Escrever o Impossível

Acaba de ser lançada na França uma coletânea de textos inéditos de Jacques Lacan, Outros Escritos

Vladimir Safatle
Especial para o Correio

Jacques Lacan

Ilegível. Este foi o adjetivo preferido quando os Escritos de Lacan chegaram às livrarias em 1966. E o mesmo "ilegível" possivelmente continuará a ser usado para se referir aos Outros Escritos, cujo lançamento marca a comemoração do centenário de nascimento do psicanalista parisiense. Composto de 44 conferências, entrevistas, resumos de seminários, notas e textos dispersos em publicações praticamente impossíveis de serem encontradas, estes Outros Escritos trazem, principalmente, a produção intelectual dos vinte últimos anos de Lacan. Época de alguns textos maiores para a compreensão do lacanismo, como: Lituratera, Radiofonia, L'Étourdit e Televisão, todos presentes no livro. Textos onde o estilo lacaniano, feito de elipses, cortes e mudanças abruptas de planos, atingiu seu ponto máximo. Aqui, impera a proliferação de palavras-valises e a dissolução tortuosa de uma escritura que tenta se transformar em oralidade. Dissolução capaz de produzir frases como: "Lom cahun corps et nan-na kun" (jogo homofônico com "L'homme qu'a un corps et n'a qu'un", ou seja, "O homem que tem um corpo e apenas um").

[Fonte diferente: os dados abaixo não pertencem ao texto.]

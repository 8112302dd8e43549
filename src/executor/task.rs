//! Task representation and result handles.

use super::panic::{self, PanicInfo};
use crate::error::{Error, Result};
use parking_lot::{Condvar, Mutex};
use std::future::Future;
use std::mem;
use std::pin::Pin;
use std::sync::atomic::{AtomicU64, Ordering};
use std::sync::Arc;
use std::task::{Context, Poll, Waker};
use std::time::{Duration, Instant};

/// Global task ID counter
static TASK_ID_COUNTER: AtomicU64 = AtomicU64::new(1);

/// Unique identifier for a task
#[derive(Debug, Clone, Copy, PartialEq, Eq, Hash, PartialOrd, Ord)]
pub struct TaskId(u64);

impl TaskId {
    pub(crate) fn next() -> Self {
        TaskId(TASK_ID_COUNTER.fetch_add(1, Ordering::Relaxed))
    }

    pub fn as_u64(&self) -> u64 {
        self.0
    }
}

/// What happened when a task was run.
#[derive(Debug, Clone, PartialEq, Eq)]
pub(crate) enum TaskOutcome {
    Completed,
    Panicked(PanicInfo),
    /// The handle was cancelled before the task started; the body never ran.
    Cancelled,
}

/// Internal task representation
pub(crate) struct Task {
    pub(crate) id: TaskId,
    func: Box<dyn FnOnce() -> TaskOutcome + Send + 'static>,
    pub(crate) submitted_at: Instant,
}

impl Task {
    /// Wrap `f` so its result lands in the returned handle.
    pub(crate) fn with_handle<F, T>(f: F) -> (Task, TaskHandle<T>)
    where
        F: FnOnce() -> T + Send + 'static,
        T: Send + 'static,
    {
        let id = TaskId::next();
        let completion = Arc::new(Completion::new());
        let guard = CompletionGuard(completion.clone());

        let func = move || {
            let guard = guard;
            if !guard.0.begin() {
                return TaskOutcome::Cancelled;
            }
            match panic::catch(f) {
                Ok(value) => {
                    guard.0.complete(Ok(value));
                    TaskOutcome::Completed
                }
                Err(info) => {
                    guard.0.complete(Err(Error::task_panicked(info.message.clone())));
                    TaskOutcome::Panicked(info)
                }
            }
        };

        let task = Task {
            id,
            func: Box::new(func),
            submitted_at: Instant::now(),
        };
        (task, TaskHandle { id, completion })
    }

    /// Execute the task
    pub(crate) fn run(self) -> TaskOutcome {
        (self.func)()
    }
}

impl std::fmt::Debug for Task {
    fn fmt(&self, f: &mut std::fmt::Formatter<'_>) -> std::fmt::Result {
        f.debug_struct("Task")
            .field("id", &self.id)
            .field("submitted_at", &self.submitted_at)
            .finish()
    }
}

enum Slot<T> {
    Pending,
    Running,
    Done(Result<T>),
    Taken,
}

struct State<T> {
    slot: Slot<T>,
    waker: Option<Waker>,
}

struct Completion<T> {
    state: Mutex<State<T>>,
    ready: Condvar,
}

impl<T> Completion<T> {
    fn new() -> Self {
        Self {
            state: Mutex::new(State {
                slot: Slot::Pending,
                waker: None,
            }),
            ready: Condvar::new(),
        }
    }

    /// Claim the task for execution. False if it was cancelled first.
    fn begin(&self) -> bool {
        let mut state = self.state.lock();
        if matches!(state.slot, Slot::Pending) {
            state.slot = Slot::Running;
            true
        } else {
            false
        }
    }

    fn complete(&self, result: Result<T>) {
        let waker = {
            let mut state = self.state.lock();
            state.slot = Slot::Done(result);
            state.waker.take()
        };
        self.ready.notify_all();
        if let Some(waker) = waker {
            waker.wake();
        }
    }

    /// Resolve a still-pending task as cancelled. Returns false once the task
    /// has started or finished.
    fn cancel(&self) -> bool {
        let waker = {
            let mut state = self.state.lock();
            if !matches!(state.slot, Slot::Pending) {
                return false;
            }
            state.slot = Slot::Done(Err(Error::Cancelled));
            state.waker.take()
        };
        self.ready.notify_all();
        if let Some(waker) = waker {
            waker.wake();
        }
        true
    }
}

// Dropped together with the task closure. A task discarded without running
// (queue drained at shutdown) must still resolve its handle.
struct CompletionGuard<T>(Arc<Completion<T>>);

impl<T> Drop for CompletionGuard<T> {
    fn drop(&mut self) {
        self.0.cancel();
    }
}

/// Future-like handle to the outcome of a submitted task.
///
/// Completes exactly once, with the task's value or with an error
/// ([`Error::TaskPanicked`] or [`Error::Cancelled`]). The handle can be
/// waited on synchronously with [`join`](TaskHandle::join) or awaited.
pub struct TaskHandle<T> {
    id: TaskId,
    completion: Arc<Completion<T>>,
}

impl<T> TaskHandle<T> {
    pub fn id(&self) -> TaskId {
        self.id
    }

    /// Request cancellation. Honoured only if the task has not started;
    /// returns whether the request took effect.
    pub fn cancel(&self) -> bool {
        self.completion.cancel()
    }

    pub fn is_finished(&self) -> bool {
        matches!(self.completion.state.lock().slot, Slot::Done(_))
    }

    pub fn is_cancelled(&self) -> bool {
        matches!(
            self.completion.state.lock().slot,
            Slot::Done(Err(Error::Cancelled))
        )
    }

    /// Block until the task finishes and return its outcome.
    ///
    /// # Panics
    ///
    /// If the outcome was already taken by polling the handle to completion.
    pub fn join(self) -> Result<T> {
        let mut state = self.completion.state.lock();
        loop {
            match mem::replace(&mut state.slot, Slot::Taken) {
                Slot::Done(result) => return result,
                Slot::Taken => panic!("TaskHandle joined after completion"),
                other => {
                    state.slot = other;
                    self.completion.ready.wait(&mut state);
                }
            }
        }
    }

    /// Wait up to `timeout` for the task to finish. Returns whether it did.
    pub fn wait_timeout(&self, timeout: Duration) -> bool {
        let deadline = Instant::now() + timeout;
        let mut state = self.completion.state.lock();
        while !matches!(state.slot, Slot::Done(_)) {
            if self
                .completion
                .ready
                .wait_until(&mut state, deadline)
                .timed_out()
            {
                return matches!(state.slot, Slot::Done(_));
            }
        }
        true
    }

    /// Take the outcome if the task already finished, else give the handle back.
    pub fn try_join(self) -> std::result::Result<Result<T>, Self> {
        let taken = {
            let mut state = self.completion.state.lock();
            match mem::replace(&mut state.slot, Slot::Taken) {
                Slot::Done(result) => Some(result),
                other => {
                    state.slot = other;
                    None
                }
            }
        };
        taken.ok_or(self)
    }
}

impl<T> Future for TaskHandle<T> {
    type Output = Result<T>;

    fn poll(self: Pin<&mut Self>, cx: &mut Context<'_>) -> Poll<Self::Output> {
        let mut state = self.completion.state.lock();
        match mem::replace(&mut state.slot, Slot::Taken) {
            Slot::Done(result) => Poll::Ready(result),
            Slot::Taken => panic!("TaskHandle polled after completion"),
            other => {
                state.slot = other;
                state.waker = Some(cx.waker().clone());
                Poll::Pending
            }
        }
    }
}

impl<T> std::fmt::Debug for TaskHandle<T> {
    fn fmt(&self, f: &mut std::fmt::Formatter<'_>) -> std::fmt::Result {
        f.debug_struct("TaskHandle")
            .field("id", &self.id)
            .field("finished", &self.is_finished())
            .finish()
    }
}
pub use crate::config::ThreadPoolSettings;
pub use crate::dispatcher::{PoolKind, TaskDispatcher};
pub use crate::error::{Error, Result};
pub use crate::executor::{OverflowPolicy, PeriodicHandle, TaskHandle};
pub use crate::messages::{MessageCatalog, MessageSource};
pub use crate::runtime::Runtime;
pub use crate::telemetry::PoolStats;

Mas "ilegível" não era exatamente como o psicanalista parisiense gostaria de ser lembrado. "Bastam dez anos para que o que escrevo seja claro a todos", ele dizia. O mínimo que podemos afirmar é que Lacan não era muito bom em previsões, já que a frase foi enunciada em 1973 e desde então pouca coisa mudou. Mesmo que Jacques Lacan seja um autor cada vez mais presente para além dos círculos psicanalíticos, uma boa parte de seus escritos continua a ser um desafio à leitura. Hoje, sua fama vem muito mais do impacto de algumas de suas frases do que exatamente da freqüentação de seus textos, Poucos são aqueles que nunca ouviram falar que a mulher não existe, que não há relação sexual, que o inconsciente é estruturado como uma linguagem etc., etc., etc.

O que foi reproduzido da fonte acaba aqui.